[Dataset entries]
BEGIN

// src/application/dto/mod.rs
pub mod parser;

use std::fmt;
use thiserror::Error;

use crate::domain::errors::{AppError, LedgerError, MarketDataError, SheetError, SubmissionError};
use crate::domain::model::OrderOutcome;

#[derive(Error, Debug)]
pub enum ApplicationError {
    #[error("Market data error: {0}")]
    MarketData(#[from] MarketDataError),

    #[error("Submission error: {0}")]
    Submission(#[from] SubmissionError),

    #[error("Sheet error: {0}")]
    Sheet(#[from] SheetError),

    #[error("Ledger error: {0}")]
    Ledger(#[from] LedgerError),
}

impl From<ApplicationError> for AppError {
    fn from(error: ApplicationError) -> Self {
        match error {
            ApplicationError::MarketData(e) => AppError::MarketData(e),
            ApplicationError::Submission(e) => AppError::Submission(e),
            ApplicationError::Sheet(e) => AppError::Sheet(e),
            ApplicationError::Ledger(e) => AppError::Ledger(e),
        }
    }
}

/// What happened to one sheet row during a cycle.
#[derive(Debug)]
pub enum RowOutcome {
    /// Required field missing or unparseable
    Invalid(String),
    /// Status already carries the placed sentinel
    Skipped,
    /// Order placed and the row was marked
    Placed(OrderOutcome),
    /// Row left unplaced for the next cycle
    Failed(ApplicationError),
}

/// Per-cycle counters.
#[derive(Debug, Clone, Default, PartialEq, Eq)]
pub struct CycleReport {
    pub total: usize,
    pub placed: usize,
    pub skipped: usize,
    pub invalid: usize,
    pub failed: usize,
}

impl CycleReport {
    pub fn record(&mut self, outcome: &RowOutcome) {
        match outcome {
            RowOutcome::Invalid(_) => self.invalid += 1,
            RowOutcome::Skipped => self.skipped += 1,
            RowOutcome::Placed(_) => self.placed += 1,
            RowOutcome::Failed(_) => self.failed += 1,
        }
    }
}

impl fmt::Display for CycleReport {
    fn fmt(&self, f: &mut fmt::Formatter) -> fmt::Result {
        write!(
            f,
            "total={}, placed={}, skipped={}, invalid={}, failed={}",
            self.total, self.placed, self.skipped, self.invalid, self.failed
        )
    }
}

END

**What is being asked**
Take every line above that includes "crate" and list it.

**Output below**
use crate::domain::errors::{AppError, LedgerError, MarketDataError, SheetError, SubmissionError};
use crate::domain::model::OrderOutcome;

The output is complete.